Failing Treatment Options
Auditors first determined that despite the $11 million in funding given each year to public treatment services since 2017, there are too few treatment services available — especially in rural parts of Utah.
This has led to a tripling in the number of “chronic drug offenders,” a local Fox News affiliate detailed.
They based this finding on an outside survey of probation officers and on their discussions with county sheriffs and judges.
In some cases, Utah government agencies simply didn’t gather the information needed to compile addiction treatment and mental health progress reports.
“Without a standard system, they used different metrics and software,” the auditors wrote, as quoted by the Deseret News. “It means the state doesn’t know which treatment programs or other sorts of interventions are working.”
Local sheriffs share their personal experiences, saying that since the JRI reduced drug possession from a felony to a misdemeanor offense in the 2015 legislation, some offenders are “no longer motivated to seek treatment for their drug addictions,” the report outlines.
After hearing the results from the legislative audit, Representative Brian King, D-Salt Lake City, said, as quoted by the Deseret News, that the need for more targeted substance abuse and mental health treatment and probation officers’ “hefty” caseloads means “we’ve got a lot more work to do.”
Lessons for Other States
The auditors, journalists and activists used the case as an example for other states to hopefully analyze and learn from.
The auditors recommend that Utah create a single statewide data portal so that law enforcement officers, judges, and lawmakers can all have access to each other’s “crucial information.”
Without such a database, the auditors wrote, the lack of internal transparency could “threaten public safety.”
A separate criminal justice audit found other lapses in communication and data sharing, the Deseret News explains, as Utah law enforcers’ had a tendency to not report warrants for criminals into a national database, leading to further crimes happening out of the state by traveling Utah criminals.
One example the report outlined was of a suspect in a child sexual abuse case in Utah who left the state and was later arrested by Colorado officers for similar charges.
“That might not have happened if Utah had reported its warrant and flagged the suspect for extradition,” the authors of the report wrote.
The auditors also recommended that the Utah Judicial Council should track judges’ compliance with laws requiring minimum fines, as the amount someone is fined is closely tied to where a person is sentenced, rather than the type of offense.
Finally, the local Fox News affiliate mentions that the report suggests more funding should be provided “at a local level” to help with the mental health and addiction demands.
Andrea Cipriano is a TCR staff writer.
1 Comment
Utah needs to wake up and realize that jails and prisons are not crowded because there are too many people in them.
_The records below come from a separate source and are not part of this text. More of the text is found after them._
//! Schedule command implementation
//!
//! This module implements the `schedule` command: a long-running process that
//! fires one report run per day at `schedule.cron` (UTC) until SIGINT/SIGTERM.

use super::{exit_code_for, EXIT_CONFIG, EXIT_SUCCESS};
use crate::config::load_config;
use crate::core::report::ReportCoordinator;
use crate::core::schedule::{run_scheduled, Schedule};
use clap::Args;
use std::sync::Arc;
use tokio::sync::watch;

/// Arguments for the schedule command
#[derive(Args, Debug)]
pub struct ScheduleArgs {
    /// Run once immediately before waiting for the first scheduled time
    #[arg(long)]
    pub run_now: bool,
}

impl ScheduleArgs {
    /// Execute the schedule command
    pub async fn execute(
        &self,
        config_path: &str,
        shutdown_signal: watch::Receiver<bool>,
    ) -> anyhow::Result<i32> {
        tracing::info!("Starting schedule command");

        let config = match load_config(config_path) {
            Ok(c) => c,
            Err(e) => {
                tracing::error!(error = %e, "Failed to load configuration");
                eprintln!("Failed to load configuration: {e}");
                return Ok(EXIT_CONFIG);
            }
        };

        let schedule: Schedule = match config.schedule.cron.parse() {
            Ok(s) => s,
            Err(e) => {
                eprintln!("Invalid schedule.cron '{}': {e}", config.schedule.cron);
                return Ok(EXIT_CONFIG);
            }
        };

        let coordinator = match ReportCoordinator::new(config, shutdown_signal.clone()) {
            Ok(c) => Arc::new(c),
            Err(e) => {
                tracing::error!(error = %e, "Failed to create report coordinator");
                eprintln!("Failed to initialize scheduler: {e}");
                return Ok(exit_code_for(&e));
            }
        };

        println!("⏰ Scheduling daily report at {} UTC ({schedule})", schedule.time());
        println!("   Press Ctrl+C to stop");
        println!();

        if self.run_now {
            match coordinator.run().await {
                Ok(summary) => super::run::print_summary(&summary),
                Err(e) => crate::log_error_with_context!(e, "Initial run failed"),
            }
        }

        run_scheduled(
            move || {
                let coordinator = Arc::clone(&coordinator);
                async move { coordinator.run().await }
            },
            schedule,
            shutdown_signal,
        )
        .await;

        println!("👋 Scheduler stopped");
        Ok(EXIT_SUCCESS)
    }
}
//! External system integrations for labwatch.
//!
//! This module provides adapters for the systems a report run talks to:
//!
//! - [`fhir`] - FHIR Bulk Data export (kickoff, status polling, NDJSON download)
//! - [`auth`] - Bearer credential acquisition
//! - [`notify`] - Report delivery (SMTP or log)
//!
//! # Design Pattern
//!
//! Adapters follow the **Adapter Pattern** to isolate external dependencies and
//! enable testing with mock implementations. Credentials and delivery sit behind
//! the [`auth::TokenProvider`] and [`notify::Notifier`] traits so the report
//! workflow never sees a concrete transport.
//!
//! # FHIR Adapter
//!
//! ```rust,no_run
//! use labwatch::adapters::auth::AccessToken;
//! use labwatch::adapters::fhir::{BulkExportPoller, FhirClient, StreamCorrelator};
//! use labwatch::config::FhirConfig;
//! use labwatch::domain::ExportRequest;
//!
//! # async fn example() -> Result<(), Box<dyn std::error::Error>> {
//! let config = FhirConfig {
//!     base_url: "https://fhir.example.com/api/FHIR/R4".to_string(),
//!     group_id: "group-1".to_string(),
//!     ..Default::default()
//! };
//! let client = FhirClient::new(&config)?;
//! let token = AccessToken::new("token");
//!
//! let poller = BulkExportPoller::new(client.clone(), config.poll.clone());
//! let manifest = poller
//!     .export(&ExportRequest::new(&config.group_id).with_types(["Patient"]), &token)
//!     .await?;
//!
//! let correlator = StreamCorrelator::new(client, config.stream_buffer);
//! let summary = correlator
//!     .correlate(&manifest.output, "Patient", &token, |record| println!("{record}"))
//!     .await;
//! println!("{} records", summary.records());
//! # Ok(())
//! # }
//! ```

pub mod auth;
pub mod fhir;
pub mod notify;
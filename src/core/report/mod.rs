//! Report assembly and run orchestration
//!
//! - [`coordinator`] - runs export, correlation, evaluation and delivery
//! - [`builder`] - accumulates the normal/abnormal report sections
//! - [`summary`] - per-run counters and entry failures

pub mod builder;
pub mod coordinator;
pub mod summary;

pub use builder::{RecordDisposition, Report, ReportBuilder, ReportCounts};
pub use coordinator::ReportCoordinator;
pub use summary::RunSummary;
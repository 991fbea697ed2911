//! NDJSON download streaming and record delivery
//!
//! [`StreamCorrelator::correlate`] opens one download per manifest entry of the
//! requested type. Each reader parses its body line by line and pushes the
//! parsed documents into a bounded channel; a single consumer hands them to the
//! caller's callback, so the callback never runs concurrently with itself.
//!
//! A failing entry (bad status, broken connection, idle timeout) is logged and
//! counted as drained. Records it delivered before failing are kept and sibling
//! entries keep streaming.

use super::client::FhirClient;
use crate::adapters::auth::AccessToken;
use crate::domain::{OutputEntry, StreamEntryError};
use futures::TryStreamExt;
use reqwest::header::ACCEPT;
use serde_json::Value;
use std::io;
use std::time::Duration;
use tokio::io::{AsyncBufRead, AsyncBufReadExt};
use tokio::sync::mpsc;
use tokio_util::io::StreamReader;

const FHIR_NDJSON: &str = "application/fhir+ndjson";

/// Result of streaming one manifest entry
#[derive(Debug, Clone, PartialEq, Eq)]
pub struct EntryOutcome {
    pub record_type: String,
    pub url: String,
    /// Records delivered to the callback
    pub records: u64,
    /// Lines that were not valid JSON
    pub malformed: u64,
    pub error: Option<StreamEntryError>,
}

impl EntryOutcome {
    fn for_entry(entry: &OutputEntry) -> Self {
        Self {
            record_type: entry.record_type.clone(),
            url: entry.url.clone(),
            records: 0,
            malformed: 0,
            error: None,
        }
    }

    pub fn is_success(&self) -> bool {
        self.error.is_none()
    }
}

/// Per-entry outcomes of one `correlate` call
#[derive(Debug, Clone, Default, PartialEq, Eq)]
pub struct CorrelationSummary {
    pub entries: Vec<EntryOutcome>,
}

impl CorrelationSummary {
    /// Total records delivered across all entries
    pub fn records(&self) -> u64 {
        self.entries.iter().map(|e| e.records).sum()
    }

    pub fn malformed(&self) -> u64 {
        self.entries.iter().map(|e| e.malformed).sum()
    }

    pub fn failed_entries(&self) -> impl Iterator<Item = &EntryOutcome> {
        self.entries.iter().filter(|e| !e.is_success())
    }

    pub fn is_complete(&self) -> bool {
        self.entries.iter().all(EntryOutcome::is_success)
    }
}

/// Streams manifest entries into a record callback
pub struct StreamCorrelator {
    client: FhirClient,
    buffer: usize,
}

impl StreamCorrelator {
    /// `buffer` is the capacity of the channel between readers and the consumer
    pub fn new(client: FhirClient, buffer: usize) -> Self {
        Self {
            client,
            buffer: buffer.max(1),
        }
    }

    /// Streams every entry whose type equals `record_type` and calls
    /// `on_record` once per parsed record
    ///
    /// Resolves after every selected entry has finished, successfully or not.
    pub async fn correlate<F>(
        &self,
        entries: &[OutputEntry],
        record_type: &str,
        token: &AccessToken,
        mut on_record: F,
    ) -> CorrelationSummary
    where
        F: FnMut(Value),
    {
        let selected: Vec<&OutputEntry> = entries
            .iter()
            .filter(|entry| entry.record_type == record_type)
            .collect();

        if selected.is_empty() {
            tracing::info!(record_type = %record_type, "No manifest entries for record type");
            return CorrelationSummary::default();
        }

        tracing::info!(
            record_type = %record_type,
            entries = selected.len(),
            "Streaming manifest entries"
        );

        let (tx, mut rx) = mpsc::channel::<Value>(self.buffer);

        let readers: Vec<_> = selected
            .iter()
            .map(|entry| self.read_entry(entry, token, tx.clone()))
            .collect();
        // Only the readers hold senders now, so the consumer ends when they do
        drop(tx);

        let producers = futures::future::join_all(readers);
        let consumer = async {
            while let Some(record) = rx.recv().await {
                on_record(record);
            }
        };

        let (outcomes, ()) = tokio::join!(producers, consumer);
        let summary = CorrelationSummary { entries: outcomes };

        tracing::info!(
            record_type = %record_type,
            records = summary.records(),
            malformed = summary.malformed(),
            failed_entries = summary.failed_entries().count(),
            "Finished streaming record type"
        );

        summary
    }

    async fn read_entry(
        &self,
        entry: &OutputEntry,
        token: &AccessToken,
        tx: mpsc::Sender<Value>,
    ) -> EntryOutcome {
        let mut outcome = EntryOutcome::for_entry(entry);

        if let Err(error) = self.stream_entry(entry, token, &tx, &mut outcome).await {
            crate::log_entry_failure!(&entry.url, &entry.record_type, &error, outcome.records);
            outcome.error = Some(error);
        } else {
            tracing::debug!(
                url = %entry.url,
                records = outcome.records,
                malformed = outcome.malformed,
                "Entry drained"
            );
        }

        outcome
    }

    async fn stream_entry(
        &self,
        entry: &OutputEntry,
        token: &AccessToken,
        tx: &mpsc::Sender<Value>,
        outcome: &mut EntryOutcome,
    ) -> Result<(), StreamEntryError> {
        let request = self
            .client
            .stream_get(&entry.url, token)
            .header(ACCEPT, FHIR_NDJSON)
            .send();

        let response = tokio::time::timeout(self.client.request_timeout(), request)
            .await
            .map_err(|_| {
                StreamEntryError::Transport(format!(
                    "No response within {} seconds",
                    self.client.request_timeout().as_secs()
                ))
            })?
            .map_err(|e| StreamEntryError::Transport(e.to_string()))?;

        let status = response.status();
        if !status.is_success() {
            return Err(StreamEntryError::Status(status.as_u16()));
        }

        let body = response
            .bytes_stream()
            .map_err(|e| io::Error::new(io::ErrorKind::Other, e));

        drain_lines(
            StreamReader::new(Box::pin(body)),
            self.client.line_limits(),
            tx,
            outcome,
        )
        .await
    }
}

/// Bounds applied while reading one NDJSON body
#[derive(Debug, Clone, Copy, PartialEq, Eq)]
pub struct LineLimits {
    /// Longest wait for the next chunk of bytes
    pub idle_timeout: Duration,
    /// Longest line buffered before it is skipped as malformed
    pub max_line_bytes: usize,
}

/// Reads NDJSON lines from `reader` and sends each parsed document to `tx`
///
/// Blank lines are skipped; lines that are not valid JSON or exceed
/// `limits.max_line_bytes` are logged and counted in `outcome.malformed`. A
/// final line without a trailing newline is still parsed. The idle timeout
/// applies to each read, so a long line that keeps arriving is not cut off.
/// Returns early without error if the receiver is gone.
pub async fn drain_lines<R>(
    mut reader: R,
    limits: LineLimits,
    tx: &mpsc::Sender<Value>,
    outcome: &mut EntryOutcome,
) -> Result<(), StreamEntryError>
where
    R: AsyncBufRead + Unpin,
{
    let mut line = Vec::new();
    let mut oversized = false;
    let mut line_no: u64 = 0;

    loop {
        let chunk = tokio::time::timeout(limits.idle_timeout, reader.fill_buf())
            .await
            .map_err(|_| StreamEntryError::IdleTimeout(limits.idle_timeout.as_secs()))?
            .map_err(|e| StreamEntryError::Transport(e.to_string()))?;

        if chunk.is_empty() {
            if oversized || !line.is_empty() {
                line_no += 1;
                deliver_line(&line, oversized, line_no, limits, tx, outcome).await;
            }
            return Ok(());
        }

        let (take, complete) = match chunk.iter().position(|&b| b == b'\n') {
            Some(newline) => (newline + 1, true),
            None => (chunk.len(), false),
        };

        if !oversized {
            if line.len() + take > limits.max_line_bytes {
                oversized = true;
                line = Vec::new();
            } else {
                line.extend_from_slice(&chunk[..take]);
            }
        }
        reader.consume(take);

        if complete {
            line_no += 1;
            let open = deliver_line(&line, oversized, line_no, limits, tx, outcome).await;
            line.clear();
            oversized = false;
            if !open {
                tracing::debug!("Record consumer closed, stopping stream");
                return Ok(());
            }
        }
    }
}

/// Parses and forwards one line; `false` once the receiver is gone
async fn deliver_line(
    line: &[u8],
    oversized: bool,
    line_no: u64,
    limits: LineLimits,
    tx: &mpsc::Sender<Value>,
    outcome: &mut EntryOutcome,
) -> bool {
    if oversized {
        outcome.malformed += 1;
        tracing::warn!(
            url = %outcome.url,
            line = line_no,
            max_line_bytes = limits.max_line_bytes,
            "Skipping oversized NDJSON line"
        );
        return true;
    }

    let line = trim_line(line);
    if line.is_empty() {
        return true;
    }

    match serde_json::from_slice::<Value>(line) {
        Ok(record) => {
            if tx.send(record).await.is_err() {
                return false;
            }
            outcome.records += 1;
        }
        Err(e) => {
            outcome.malformed += 1;
            tracing::warn!(
                url = %outcome.url,
                line = line_no,
                error = %e,
                "Skipping malformed NDJSON line"
            );
        }
    }
    true
}

fn trim_line(bytes: &[u8]) -> &[u8] {
    let start = bytes
        .iter()
        .position(|b| !b.is_ascii_whitespace())
        .unwrap_or(bytes.len());
    let end = bytes
        .iter()
        .rposition(|b| !b.is_ascii_whitespace())
        .map_or(start, |i| i + 1);
    &bytes[start..end]
}
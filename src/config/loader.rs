//! Configuration loader with TOML parsing and environment variable overrides

use super::schema::LabwatchConfig;
use super::secret::secret_string;
use crate::domain::errors::ReportError;
use crate::domain::result::Result;
use regex::Regex;
use std::fs;
use std::path::Path;
use std::sync::OnceLock;

/// Loads configuration from a TOML file
///
/// This function:
/// 1. Reads the TOML file
/// 2. Performs environment variable substitution (${VAR} syntax)
/// 3. Parses the TOML into LabwatchConfig
/// 4. Applies environment variable overrides (LABWATCH_* prefix)
/// 5. Validates the configuration
///
/// # Errors
///
/// Returns an error if the file cannot be read, a referenced environment
/// variable is missing, parsing fails, or validation fails.
///
/// # Examples
///
/// ```no_run
/// use labwatch::config::loader::load_config;
///
/// let config = load_config("labwatch.toml").expect("Failed to load config");
/// ```
pub fn load_config(path: impl AsRef<Path>) -> Result<LabwatchConfig> {
    let path = path.as_ref();

    if !path.exists() {
        return Err(ReportError::Configuration(format!(
            "Configuration file not found: {}",
            path.display()
        )));
    }

    let contents = fs::read_to_string(path).map_err(|e| {
        ReportError::Configuration(format!(
            "Failed to read configuration file {}: {}",
            path.display(),
            e
        ))
    })?;

    let contents = substitute_env_vars(&contents)?;

    let mut config: LabwatchConfig = toml::from_str(&contents)
        .map_err(|e| ReportError::Configuration(format!("Failed to parse TOML: {}", e)))?;

    apply_env_overrides(&mut config);

    config.validate().map_err(|e| {
        ReportError::Configuration(format!("Configuration validation failed: {}", e))
    })?;

    Ok(config)
}

fn env_var_pattern() -> &'static Regex {
    static PATTERN: OnceLock<Regex> = OnceLock::new();
    PATTERN.get_or_init(|| {
        Regex::new(r"\$\{([A-Z_][A-Z0-9_]*)\}").expect("env var pattern is a valid regex")
    })
}

/// Substitutes environment variables in the format ${VAR_NAME}
///
/// Comment lines are copied untouched.
///
/// # Errors
///
/// Returns an error listing every referenced variable that is not set
fn substitute_env_vars(input: &str) -> Result<String> {
    let re = env_var_pattern();
    let mut result = String::with_capacity(input.len());
    let mut missing_vars: Vec<String> = Vec::new();

    for line in input.lines() {
        if line.trim_start().starts_with('#') {
            result.push_str(line);
            result.push('\n');
            continue;
        }

        let mut processed_line = line.to_string();
        for cap in re.captures_iter(line) {
            let var_name = &cap[1];
            match std::env::var(var_name) {
                Ok(value) => {
                    processed_line = processed_line.replace(&format!("${{{var_name}}}"), &value);
                }
                Err(_) => {
                    if !missing_vars.iter().any(|v| v == var_name) {
                        missing_vars.push(var_name.to_string());
                    }
                }
            }
        }
        result.push_str(&processed_line);
        result.push('\n');
    }

    if !missing_vars.is_empty() {
        return Err(ReportError::Configuration(format!(
            "Missing required environment variables: {}",
            missing_vars.join(", ")
        )));
    }

    Ok(result)
}

/// Applies environment variable overrides using the LABWATCH_* prefix
///
/// Environment variables follow the pattern LABWATCH_<SECTION>_<KEY>, for
/// example LABWATCH_FHIR_BASE_URL or LABWATCH_SCHEDULE_CRON. Values that fail
/// to parse are ignored.
fn apply_env_overrides(config: &mut LabwatchConfig) {
    let var = |name: &str| std::env::var(name).ok();

    // Application overrides
    if let Some(val) = var("LABWATCH_APPLICATION_LOG_LEVEL") {
        config.application.log_level = val;
    }
    if let Some(val) = var("LABWATCH_APPLICATION_DRY_RUN") {
        config.application.dry_run = val.parse().unwrap_or(false);
    }

    // FHIR overrides
    if let Some(val) = var("LABWATCH_FHIR_BASE_URL") {
        config.fhir.base_url = val;
    }
    if let Some(val) = var("LABWATCH_FHIR_GROUP_ID") {
        config.fhir.group_id = val;
    }
    if let Some(val) = var("LABWATCH_FHIR_TIMEOUT_SECONDS") {
        if let Ok(timeout) = val.parse() {
            config.fhir.timeout_seconds = timeout;
        }
    }
    if let Some(val) = var("LABWATCH_FHIR_TLS_VERIFY") {
        config.fhir.tls_verify = val.parse().unwrap_or(true);
    }
    if let Some(val) = var("LABWATCH_FHIR_POLL_INTERVAL_SECONDS") {
        if let Ok(interval) = val.parse() {
            config.fhir.poll.interval_seconds = interval;
        }
    }
    if let Some(val) = var("LABWATCH_FHIR_POLL_MAX_ATTEMPTS") {
        if let Ok(attempts) = val.parse() {
            config.fhir.poll.max_attempts = attempts;
        }
    }

    // Auth overrides
    if let Some(val) = var("LABWATCH_AUTH_ACCESS_TOKEN") {
        config.auth.access_token = Some(secret_string(val));
    }
    if let Some(val) = var("LABWATCH_AUTH_TOKEN_ENDPOINT") {
        config.auth.token_endpoint = Some(val);
    }
    if let Some(val) = var("LABWATCH_AUTH_CLIENT_ID") {
        config.auth.client_id = Some(val);
    }
    if let Some(val) = var("LABWATCH_AUTH_PRIVATE_KEY_PATH") {
        config.auth.private_key_path = Some(val);
    }

    // Notification overrides
    if let Some(val) = var("LABWATCH_NOTIFICATION_ENABLED") {
        config.notification.enabled = val.parse().unwrap_or(config.notification.enabled);
    }
    if let Some(val) = var("LABWATCH_NOTIFICATION_SMTP_HOST") {
        config.notification.smtp_host = Some(val);
    }
    if let Some(val) = var("LABWATCH_NOTIFICATION_SMTP_USERNAME") {
        config.notification.smtp_username = Some(val);
    }
    if let Some(val) = var("LABWATCH_NOTIFICATION_SMTP_PASSWORD") {
        config.notification.smtp_password = Some(secret_string(val));
    }
    if let Some(val) = var("LABWATCH_NOTIFICATION_TO") {
        config.notification.to = val
            .split(',')
            .map(|s| s.trim().to_string())
            .filter(|s| !s.is_empty())
            .collect();
    }

    // Schedule overrides
    if let Some(val) = var("LABWATCH_SCHEDULE_CRON") {
        config.schedule.cron = val;
    }

    // Logging overrides
    if let Some(val) = var("LABWATCH_LOGGING_LOCAL_ENABLED") {
        config.logging.local_enabled = val.parse().unwrap_or(false);
    }
    if let Some(val) = var("LABWATCH_LOGGING_LOCAL_PATH") {
        config.logging.local_path = val;
    }
}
They are crowded because too many people are committing crimes. Letting people out of prison and then calling it a success because there are less people in prison is ludicrous. Especially when the people you let out are just reoffending and continuing their bad behavior. Instead of putting a band aide on the problem, maybe its time to focus up the food chain a bit and start teaching our youth to not commit crimes in the first place. Start teaching people the important of family and being a responsible member of a community. Start there and watch the crime rates fall. And less crime, less people incarcerated.